Questioni aperte rimangono: i pazienti sintomatici che richiedono trattamento steroideo e come integrare il trattamento radiante in questo nuovo panorama.

Gli steroidi diventano infatti necessari nel momento in cui i pazienti cominciano a presentare sintomi dovuti alle localizzazioni encefaliche. Queste infatti di frequente generano edema circostante e conseguenti sintomi determinati dalla loro specifica posizione all’interno dell’encefalo: alterazioni del sensorio, crisi epilettiche, alterazioni del controllo volontario dei muscoli, altro.

E se da una parte, non ci sono controindicazioni all’utilizzo di steroidi in maniera concomitante alle terapie target, dall’altra si ritiene che affinchè l’immunoterapia agisca efficacemente la terapia steroidea non dovrebbe superare i 10 mg di prednisone giornalieri. Tuttavia non sempre questo è possibile senza che i pazienti tornino sintomatici.
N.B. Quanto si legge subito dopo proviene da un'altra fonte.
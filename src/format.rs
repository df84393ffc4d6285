//! Markdown rendering for CLI output

use crate::catalog::{Product, Subcategory, SubcategoryInfo};
use crate::listing::ActiveFilter;
use crate::pagination::Pagination;
use std::collections::BTreeMap;

/// Price with thousands separators, e.g. `KSh 2,000`. Whole amounts drop the
/// decimals; anything else is shown to the cent.
pub fn format_price(amount: f64, label: &str) -> String {
    let cents = (amount * 100.0).round();
    let whole = (cents / 100.0).trunc() as u64;
    let fraction = (cents % 100.0) as u64;

    let digits = whole.to_string();
    let mut grouped = String::with_capacity(digits.len() + digits.len() / 3);
    for (i, c) in digits.chars().enumerate() {
        if i > 0 && (digits.len() - i) % 3 == 0 {
            grouped.push(',');
        }
        grouped.push(c);
    }

    if fraction == 0 {
        format!("{} {}", label, grouped)
    } else {
        format!("{} {}.{:02}", label, grouped, fraction)
    }
}

/// Wrap case-insensitive occurrences of each query word in `**bold**`,
/// merging overlapping and adjacent ranges.
pub fn highlight(text: &str, query: &str) -> String {
    if query.trim().is_empty() {
        return text.to_string();
    }

    // Lowercasing can change a character's byte length, so every byte of
    // the lowered text remembers the span of the character it came from.
    let mut lower = String::with_capacity(text.len());
    let mut origin: Vec<(usize, usize)> = Vec::with_capacity(text.len());
    for (start, c) in text.char_indices() {
        let span = (start, start + c.len_utf8());
        for lc in c.to_lowercase() {
            lower.push(lc);
            origin.resize(lower.len(), span);
        }
    }

    let mut ranges: Vec<(usize, usize)> = Vec::new();
    for term in query.split_whitespace() {
        let term = term.to_lowercase();
        let mut idx = 0usize;
        while let Some(pos) = lower[idx..].find(&term) {
            let start = idx + pos;
            let end = start + term.len();
            ranges.push((origin[start].0, origin[end - 1].1));
            idx = end;
        }
    }

    if ranges.is_empty() {
        return text.to_string();
    }

    ranges.sort_by_key(|r| r.0);
    let mut merged: Vec<(usize, usize)> = Vec::new();
    for (s, e) in ranges {
        match merged.last_mut() {
            Some(last) if s <= last.1 => last.1 = last.1.max(e),
            _ => merged.push((s, e)),
        }
    }

    let mut res = String::with_capacity(text.len() + merged.len() * 4);
    let mut last_idx = 0usize;
    for (s, e) in merged {
        res.push_str(&text[last_idx..s]);
        res.push_str("**");
        res.push_str(&text[s..e]);
        res.push_str("**");
        last_idx = e;
    }
    res.push_str(&text[last_idx..]);
    res
}

fn push_product_card(md: &mut String, product: &Product, currency: &str, query: &str) {
    md.push_str(&format!(
        "## {} `{}`\n\n",
        highlight(&product.name, query),
        product.id
    ));
    md.push_str(&format!(
        "{} · {} · {} · {}\n\n",
        product.category.badge(),
        product.subcategory.title(),
        format_price(product.price, currency),
        product.availability()
    ));
}

/// Product list with the shopper-visible window and filter chips
pub fn format_product_list(
    heading: &str,
    products: &[&Product],
    pagination: &Pagination,
    filters: &[ActiveFilter],
    currency: &str,
    query: &str,
) -> String {
    let shown = pagination.window(products);

    let mut md = String::new();
    md.push_str(&format!(
        "# {} · {} of {} products\n\n",
        heading,
        shown.len(),
        products.len()
    ));

    if !filters.is_empty() {
        let chips: Vec<String> = filters
            .iter()
            .map(|filter| match filter {
                ActiveFilter::Search { value } => format!("search: \"{}\"", value),
                ActiveFilter::Subcategory { label, .. } => format!("subcategory: {}", label),
                ActiveFilter::Brand { value } => format!("brand: {}", value),
            })
            .collect();
        md.push_str(&format!("Filters: {}\n\n", chips.join(" | ")));
    }

    if products.is_empty() {
        md.push_str("No products found.\n");
        return md;
    }

    for product in shown {
        push_product_card(&mut md, product, currency, query);
    }

    if pagination.has_more(products.len()) {
        md.push_str(&format!(
            "---\n\n{} more; use --page to load more.\n",
            products.len() - shown.len()
        ));
    }

    md
}

/// Full product page with its related products
pub fn format_product_detail(product: &Product, related: &[&Product], currency: &str) -> String {
    let mut md = String::new();
    md.push_str(&format!("# {}\n\n", product.name));
    md.push_str(&format!(
        "`{}` · {} · {}\n\n",
        product.id,
        product.category.badge(),
        product.subcategory.title()
    ));
    md.push_str(&format!("**{}**\n\n", format_price(product.price, currency)));
    md.push_str(&format!("{}\n\n", product.availability()));
    md.push_str(&format!("Brand: {}\n\n", product.brand));

    if !product.description.is_empty() {
        md.push_str(&format!("> {}\n\n", product.description));
    }

    if !product.features.is_empty() {
        md.push_str("## Features\n\n");
        for feature in &product.features {
            md.push_str(&format!("- {}\n", feature));
        }
        md.push('\n');
    }

    if !related.is_empty() {
        md.push_str("## Related Products\n\n");
        for p in related {
            md.push_str(&format!(
                "- {} `{}` · {}\n",
                p.name,
                p.id,
                format_price(p.price, currency)
            ));
        }
    }

    md
}

pub fn format_brands(brands: &[&str]) -> String {
    let mut md = format!("# Brands · {}\n\n", brands.len());
    for brand in brands {
        md.push_str(&format!("- {}\n", brand));
    }
    md
}

pub fn format_subcategories(subcategories: &BTreeMap<Subcategory, SubcategoryInfo>) -> String {
    let mut md = format!("# Subcategories · {}\n\n", subcategories.len());
    for (key, info) in subcategories {
        md.push_str(&format!("- `{}` {}\n", key, info.title));
    }
    md
}

/// Search overlay: suggestions for a query, or quick picks when there is none
pub fn format_suggestions(products: &[&Product], quick_picks: &[&str], currency: &str) -> String {
    if products.is_empty() {
        let mut md = String::from("# Quick Picks\n\n");
        for pick in quick_picks {
            md.push_str(&format!("- {}\n", pick));
        }
        return md;
    }

    let mut md = String::from("# Suggestions\n\n");
    for p in products {
        md.push_str(&format!(
            "- {} `{}` · {}\n",
            p.name,
            p.id,
            format_price(p.price, currency)
        ));
    }
    md
}

pub fn format_recent(entries: &[String]) -> String {
    if entries.is_empty() {
        return "No recent searches.\n".to_string();
    }

    let mut md = String::from("# Recent Searches\n\n");
    for (i, entry) in entries.iter().enumerate() {
        md.push_str(&format!("{}. {}\n", i + 1, entry));
    }
    md
}

#[cfg(test)]
mod tests {
    use super::*;
    use crate::catalog::{subcategories, Category};

    fn part(id: &str, name: &str, price: f64) -> Product {
        Product {
            id: id.to_string(),
            name: name.to_string(),
            description: "Fits most saloons".to_string(),
            price,
            image: String::new(),
            category: Category::ExJapan,
            brand: "in stock".to_string(),
            features: vec!["Tested".to_string()],
            stock: 3,
            subcategory: Subcategory::SuspensionBody,
        }
    }

    #[test]
    fn test_format_price() {
        assert_eq!(format_price(2000.0, "KSh"), "KSh 2,000");
        assert_eq!(format_price(0.0, "KSh"), "KSh 0");
        assert_eq!(format_price(999.0, "KSh"), "KSh 999");
        assert_eq!(format_price(1234567.0, "KSh"), "KSh 1,234,567");
        assert_eq!(format_price(1500.5, "$"), "$ 1,500.50");
    }

    #[test]
    fn test_highlight() {
        assert_eq!(highlight("Ball Joint", "joint"), "Ball **Joint**");
        assert_eq!(highlight("Ball Joint", "ball joint"), "**Ball** **Joint**");
        assert_eq!(highlight("Ball Joint", "all ball"), "**Ball** Joint");
        assert_eq!(highlight("Ball Joint", ""), "Ball Joint");
        assert_eq!(highlight("Ball Joint", "xyz"), "Ball Joint");
    }

    #[test]
    fn test_highlight_when_lowercase_changes_byte_length() {
        // U+0130 grows to three bytes when lowercased, U+1E9E shrinks to two
        assert_eq!(
            highlight("\u{130}\u{1E9E} Pads", "\u{df}"),
            "\u{130}**\u{1E9E}** Pads"
        );
        assert_eq!(highlight("\u{130}\u{1E9E} Pads", "pads"), "\u{130}\u{1E9E} **Pads**");
        assert_eq!(highlight("\u{130}stanbul", "i"), "**\u{130}**stanbul");
    }

    #[test]
    fn test_product_list() {
        let a = part("ej-010", "Ball Joint", 2000.0);
        let b = part("ej-011", "Tie Rod End", 1500.0);
        let products = vec![&a, &b];
        let filters = vec![ActiveFilter::Brand {
            value: "in stock".to_string(),
        }];

        let md = format_product_list("Ex-Japan", &products, &Pagination::new(1), &filters, "KSh", "joint");
        assert!(md.starts_with("# Ex-Japan · 1 of 2 products"));
        assert!(md.contains("Filters: brand: in stock"));
        assert!(md.contains("## Ball **Joint** `ej-010`"));
        assert!(md.contains("EX-JAPAN · Suspension & Body · KSh 2,000 · In Stock (3 available)"));
        assert!(!md.contains("Tie Rod End"));
        assert!(md.contains("1 more"));
    }

    #[test]
    fn test_empty_product_list() {
        let md = format_product_list("Search", &[], &Pagination::default(), &[], "KSh", "");
        assert!(md.contains("No products found."));
    }

    #[test]
    fn test_product_detail() {
        let product = part("ej-010", "Ball Joint", 2000.0);
        let related = part("ej-011", "Tie Rod End", 1500.0);
        let md = format_product_detail(&product, &[&related], "KSh");
        assert!(md.starts_with("# Ball Joint\n"));
        assert!(md.contains("**KSh 2,000**"));
        assert!(md.contains("- Tested"));
        assert!(md.contains("## Related Products"));
        assert!(md.contains("- Tie Rod End `ej-011` · KSh 1,500"));
    }

    #[test]
    fn test_subcategories_and_brands() {
        let md = format_subcategories(&subcategories());
        assert!(md.contains("- `brake-steering` Brake & Steering"));
        assert_eq!(format_brands(&["in stock"]), "# Brands · 1\n\n- in stock\n");
    }

    #[test]
    fn test_suggestions_fall_back_to_quick_picks() {
        let md = format_suggestions(&[], &["Engine"], "KSh");
        assert!(md.starts_with("# Quick Picks"));
        assert!(md.contains("- Engine"));
    }

    #[test]
    fn test_recent() {
        assert_eq!(format_recent(&[]), "No recent searches.\n");
        let md = format_recent(&["555".to_string()]);
        assert!(md.contains("1. 555"));
    }
}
In conclusione, la gestione del paziente con metastasi cerebrali ad oggi si presenta come una gestione complessa, condivisa tra oncologo e radioterapista, e che prevede l’utilizzo di numerose strategie più o meno integrate, l’attenta combinazione farmacologica e le corrette e puntuali terapie di supporto.  Solo in questo modo possiamo garantire ai nostri pazienti i migliori outcome in termini di aspettativa di vita, nel rispetto della qualità della stessa.